A Latin translation of the Arabic Almansor by Abu Bakr Muhammad ibn Zakariya el-Razi Rhaeses. ('Albubecri arazi filii zacarie liber incipit qui ab eo vocatus est almasor' [sic]).
A late fourteenth-, or early fifteenth-century manuscript of Geoffrey Chaucer’s Canterbury Tales, lacking VIII(G)554-1481 (i.e., the Canon’s Yeoman’s Prologue and Tale); X(I)1180-end lost). Doyle and Parkes’s ‘Scribe B’, the scribe of the Hengwrt Chaucer, has long been identified as having also been responsible for writing other manuscripts, including the Ellesmere Chaucer (Huntington Library MS 26 C 9). He was identified in 2006 by Linne Mooney as Adam Pinkhurst, a London-based scrivener associated with Chaucer.
A fragment of a tract on the war between England and France; a portion of 'the tretice off housbondry that Master Grosthed [Grosseteste] mad the which was Bischope of Lyncolne ...'; a metrical story of Saint Gregory and his mother; miscellaneous cookery recipes; 'a good book off keruynge and servis vnto a prince ...'; and medical recipes.
William of Nassyngton's Speculum Vite, here called 'liber sapientiae'; a translation of the Speculum Ecclesiae of Edmund Rich, Archbishop of Canterbury ('this is ye tretyce of Seynt Edmond of Pountenay translated out of Frenche in to Englysche'); two religious poems, one beginning 'who so kon suffre & hald hym still', and the other being on the earthquake of 1382 - 'zhit is god a curteys lord'; and medical recipes.
An incomplete text of the 'Brute Chronicle' from Brutus to the reign of Henry V. The first eight folios, containing the 'prologue of Albion' and the beginning of the story of Brutus, are in an earlier hand than the remainder of the manuscript.
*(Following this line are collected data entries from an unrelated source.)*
//! Configuration validation.
//!
//! # Responsibilities
//! - Semantic validation (serde handles syntactic)
//! - Validate the proxy target and cache limits
//! - Check the supervised upstream has something to run
//! - Detect conflicting listener ports
//!
//! # Design Decisions
//! - Returns all validation errors, not just first
//! - Validation is pure function: ProxyConfig → Result<(), Vec<ValidationError>>
//! - Runs before config is accepted into the system

use thiserror::Error;
use url::Url;

use crate::config::schema::ProxyConfig;

/// A single semantic problem found in the configuration.
#[derive(Debug, Clone, PartialEq, Eq, Error)]
pub enum ValidationError {
    #[error("proxy target url {url:?} is invalid: {reason}")]
    InvalidTargetUrl { url: String, reason: String },

    #[error("proxy enabled but no target url and no upstream configured")]
    MissingTarget,

    #[error("upstream enabled but command not configured")]
    EmptyUpstreamCommand,

    #[error("cache enabled with zero {0}")]
    InvalidCacheLimit(&'static str),

    #[error("https port {0} collides with the http port")]
    PortConflict(u16),

    #[error("unknown log format {0:?} (expected \"pretty\" or \"json\")")]
    UnknownLogFormat(String),
}

/// Check the configuration, collecting every error.
pub fn validate_config(config: &ProxyConfig) -> Result<(), Vec<ValidationError>> {
    let mut errors = Vec::new();

    if config.proxy.enabled {
        let target = config.resolved_target_url();
        if target.is_empty() {
            errors.push(ValidationError::MissingTarget);
        } else {
            match Url::parse(&target) {
                Ok(url) if url.scheme() != "http" && url.scheme() != "https" => {
                    errors.push(ValidationError::InvalidTargetUrl {
                        url: target.clone(),
                        reason: format!("unsupported scheme {}", url.scheme()),
                    });
                }
                Ok(url) if url.host_str().is_none() => {
                    errors.push(ValidationError::InvalidTargetUrl {
                        url: target.clone(),
                        reason: "missing host".to_string(),
                    });
                }
                Ok(_) => {}
                Err(e) => errors.push(ValidationError::InvalidTargetUrl {
                    url: target.clone(),
                    reason: e.to_string(),
                }),
            }
        }

        let cache = &config.proxy.cache;
        if cache.enabled {
            if cache.capacity_bytes == 0 {
                errors.push(ValidationError::InvalidCacheLimit("capacity_bytes"));
            }
            if cache.max_item_size_bytes == 0 {
                errors.push(ValidationError::InvalidCacheLimit("max_item_size_bytes"));
            }
        }
    }

    if config.upstream.enabled && config.upstream.command.trim().is_empty() {
        errors.push(ValidationError::EmptyUpstreamCommand);
    }

    if config.http.tls.is_some() && config.http.https_port == config.http.port {
        errors.push(ValidationError::PortConflict(config.http.https_port));
    }

    let format = config.observability.log_format.as_str();
    if format != "pretty" && format != "json" {
        errors.push(ValidationError::UnknownLogFormat(format.to_string()));
    }

    if errors.is_empty() {
        Ok(())
    } else {
        Err(errors)
    }
}
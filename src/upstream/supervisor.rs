//! Spawns the fronted application and stops it on shutdown.

use std::collections::HashMap;
use std::ffi::OsString;
use std::path::Path;
use std::process::Stdio;
use std::sync::{Mutex, MutexGuard, PoisonError};
use std::time::Duration;

use nix::errno::Errno;
use nix::sys::signal::{kill, Signal};
use nix::unistd::Pid;
use tokio::process::Command;
use tokio::sync::watch;

use crate::config::UpstreamConfig;
use crate::observability::metrics;
use crate::upstream::command::normalize_command;
use crate::upstream::{StopSignal, SupervisorError};

/// Grace period between the stop signal and `SIGKILL`.
pub const DEFAULT_STOP_TIMEOUT: Duration = Duration::from_secs(10);

enum State {
    Idle,
    Running {
        pid: Pid,
        exited: watch::Receiver<bool>,
        stopping: bool,
    },
}

/// Supervisor for one upstream process.
///
/// [`start`](Supervisor::start) runs until the process exits. [`stop`](Supervisor::stop)
/// may be called concurrently from another task.
pub struct Supervisor {
    config: UpstreamConfig,
    stop_timeout: Duration,
    state: Mutex<State>,
}

impl Supervisor {
    pub fn new(config: UpstreamConfig) -> Self {
        Self {
            config,
            stop_timeout: DEFAULT_STOP_TIMEOUT,
            state: Mutex::new(State::Idle),
        }
    }

    pub fn with_stop_timeout(mut self, timeout: Duration) -> Self {
        self.stop_timeout = timeout;
        self
    }

    /// Process id of the running process, if any.
    pub fn pid(&self) -> Option<u32> {
        match &*self.lock() {
            State::Running { pid, .. } => u32::try_from(pid.as_raw()).ok(),
            State::Idle => None,
        }
    }

    /// Launch the command and wait for it to exit.
    ///
    /// An exit requested through [`stop`](Supervisor::stop) is `Ok` whatever its
    /// status. Any other non-zero or signalled exit is an error.
    pub async fn start(&self) -> Result<(), SupervisorError> {
        let (program, args) = normalize_command(&self.config.command, &self.config.args)?;

        let mut command = Command::new(&program);
        command
            .args(&args)
            .env_clear()
            .envs(build_env(&self.config))
            .stdin(Stdio::inherit())
            .stdout(Stdio::inherit())
            .stderr(Stdio::inherit());

        if !self.config.working_directory.is_empty() {
            let dir = Path::new(&self.config.working_directory);
            check_working_directory(dir)?;
            command.current_dir(dir);
        }

        let (exited_tx, exited_rx) = watch::channel(false);
        let (mut child, pid) = {
            let mut state = self.lock();
            if matches!(*state, State::Running { .. }) {
                return Err(SupervisorError::AlreadyRunning);
            }

            let child = command.spawn().map_err(SupervisorError::Spawn)?;
            let raw_pid = child
                .id()
                .and_then(|id| i32::try_from(id).ok())
                .ok_or_else(|| {
                    SupervisorError::Spawn(std::io::Error::other("process exited before its pid was read"))
                })?;
            let pid = Pid::from_raw(raw_pid);
            *state = State::Running {
                pid,
                exited: exited_rx,
                stopping: false,
            };
            (child, pid)
        };

        tracing::info!(
            command = %program,
            args = ?args,
            pid = pid.as_raw(),
            working_dir = %self.config.working_directory,
            "Upstream process started"
        );
        metrics::record_upstream_start();

        let waited = child.wait().await;

        let stopping = {
            let mut state = self.lock();
            let stopping = matches!(*state, State::Running { stopping: true, .. });
            *state = State::Idle;
            stopping
        };
        let _ = exited_tx.send(true);

        let status = waited.map_err(SupervisorError::Wait)?;
        tracing::info!(pid = pid.as_raw(), status = %status, "Upstream process exited");

        let clean = status.success() || stopping;
        metrics::record_upstream_exit(clean);
        if clean {
            Ok(())
        } else {
            Err(SupervisorError::Exited(status))
        }
    }

    /// Ask the process to exit, forcing it after the grace period.
    ///
    /// A no-op when nothing is running. Safe to call more than once.
    pub async fn stop(&self) -> Result<(), SupervisorError> {
        let (pid, mut exited) = {
            let mut state = self.lock();
            match &mut *state {
                State::Idle => return Ok(()),
                State::Running {
                    pid,
                    exited,
                    stopping,
                } => {
                    *stopping = true;
                    (*pid, exited.clone())
                }
            }
        };

        let signal = StopSignal::from_config(&self.config.stop_signal);
        tracing::info!(pid = pid.as_raw(), signal = %signal, "Sending signal to upstream process");
        send_signal(pid, signal.as_signal())?;

        let finished = tokio::time::timeout(self.stop_timeout, exited.wait_for(|done| *done))
            .await
            .is_ok();
        if !finished {
            tracing::warn!(
                pid = pid.as_raw(),
                timeout = ?self.stop_timeout,
                "Upstream process did not exit within timeout; killing"
            );
            send_signal(pid, Signal::SIGKILL)?;
            let _ = exited.wait_for(|done| *done).await;
        }

        Ok(())
    }

    fn lock(&self) -> MutexGuard<'_, State> {
        self.state.lock().unwrap_or_else(PoisonError::into_inner)
    }
}

fn send_signal(pid: Pid, signal: Signal) -> Result<(), SupervisorError> {
    match kill(pid, signal) {
        Ok(()) | Err(Errno::ESRCH) => Ok(()),
        Err(errno) => Err(SupervisorError::Signal(errno)),
    }
}

fn check_working_directory(dir: &Path) -> Result<(), SupervisorError> {
    match std::fs::metadata(dir) {
        Ok(_) => Ok(()),
        Err(e) if e.kind() == std::io::ErrorKind::NotFound => {
            Err(SupervisorError::MissingWorkingDirectory(dir.to_path_buf()))
        }
        Err(source) => Err(SupervisorError::WorkingDirectory {
            path: dir.to_path_buf(),
            source,
        }),
    }
}

/// The parent environment, then `PORT`, then configured overrides.
///
/// `PORT` is only exported when the process binds a TCP port.
pub fn build_env(config: &UpstreamConfig) -> HashMap<OsString, OsString> {
    let mut env: HashMap<OsString, OsString> = std::env::vars_os().collect();

    if config.target_bind_socket.is_empty() && config.target_port > 0 {
        env.insert("PORT".into(), config.target_port.to_string().into());
    }

    for (key, value) in &config.env {
        env.insert(key.into(), value.into());
    }
    env
}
Transcript of a confirmation of the charter of Denbigh, 1665.
English-Latin dictionary of plants and flowers, with specimens of ferns and mosses. A note 'sent to Mr. Doody, April 1, 92' is in the autograph of Edward Lhuyd.
Autograph letters of the Reverend Peter Roberts addressed to Dr Lind, 1799-1809; a letter on telegraphy; a silhouette of Peter Roberts; a manuscript entitled 'Address to the British Nation' and a printed broadside entitled 'An Address to the Seamen of the British Navy', both of which are subscribed by 'A Briton', (Peter Roberts).